*TASK PROMPT*
Every line below that mentions the word "targets" should be copied out.

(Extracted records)
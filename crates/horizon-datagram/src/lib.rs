//! String-oriented UDP sessions for Horizon applications.
//!
//! A [`DatagramSession`] owns one UDP socket bound to a local port and
//! exchanges text messages with a fixed remote endpoint, one datagram per
//! message. Operations can be bounded by a [`Timeout`] and a
//! `tokio_util::sync::CancellationToken`; when either fires, the socket is
//! replaced so the session stays usable for the next call.
//!
//! ```ignore
//! use horizon_datagram::{DatagramSession, SessionConfig, Timeout};
//! use tokio_util::sync::CancellationToken;
//!
//! let a = DatagramSession::bind(SessionConfig::new(5000).remote_port(5001)).await?;
//! let b = DatagramSession::bind(SessionConfig::new(5001).remote_port(5000)).await?;
//!
//! a.send("ping").await?;
//! assert_eq!(b.receive().await?, "ping");
//!
//! let token = CancellationToken::new();
//! let err = b.receive_with(&token, Timeout::from_millis(50)).await.unwrap_err();
//! assert!(err.is_timeout());
//! ```
//!
//! # Errors
//!
//! Every operation returns [`SessionError`]; use
//! [`is_timeout`](SessionError::is_timeout),
//! [`is_cancelled`](SessionError::is_cancelled) and
//! [`is_disposed`](SessionError::is_disposed) to pick a corrective action.
//!
//! # Logging
//!
//! The crate logs through `tracing` under the targets in
//! [`logging::targets`].

mod error;
pub mod logging;
pub mod session;

pub use error::{Result, SessionError};

// Re-export commonly used types at the crate root
pub use session::{
    Datagram, DatagramSession, MAX_DATAGRAM_PAYLOAD, SessionConfig, SessionState, TextEncoding,
    Timeout,
};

*FINAL ANSWER*
//! The crate logs through `tracing` under the targets in
//! [`logging::targets`].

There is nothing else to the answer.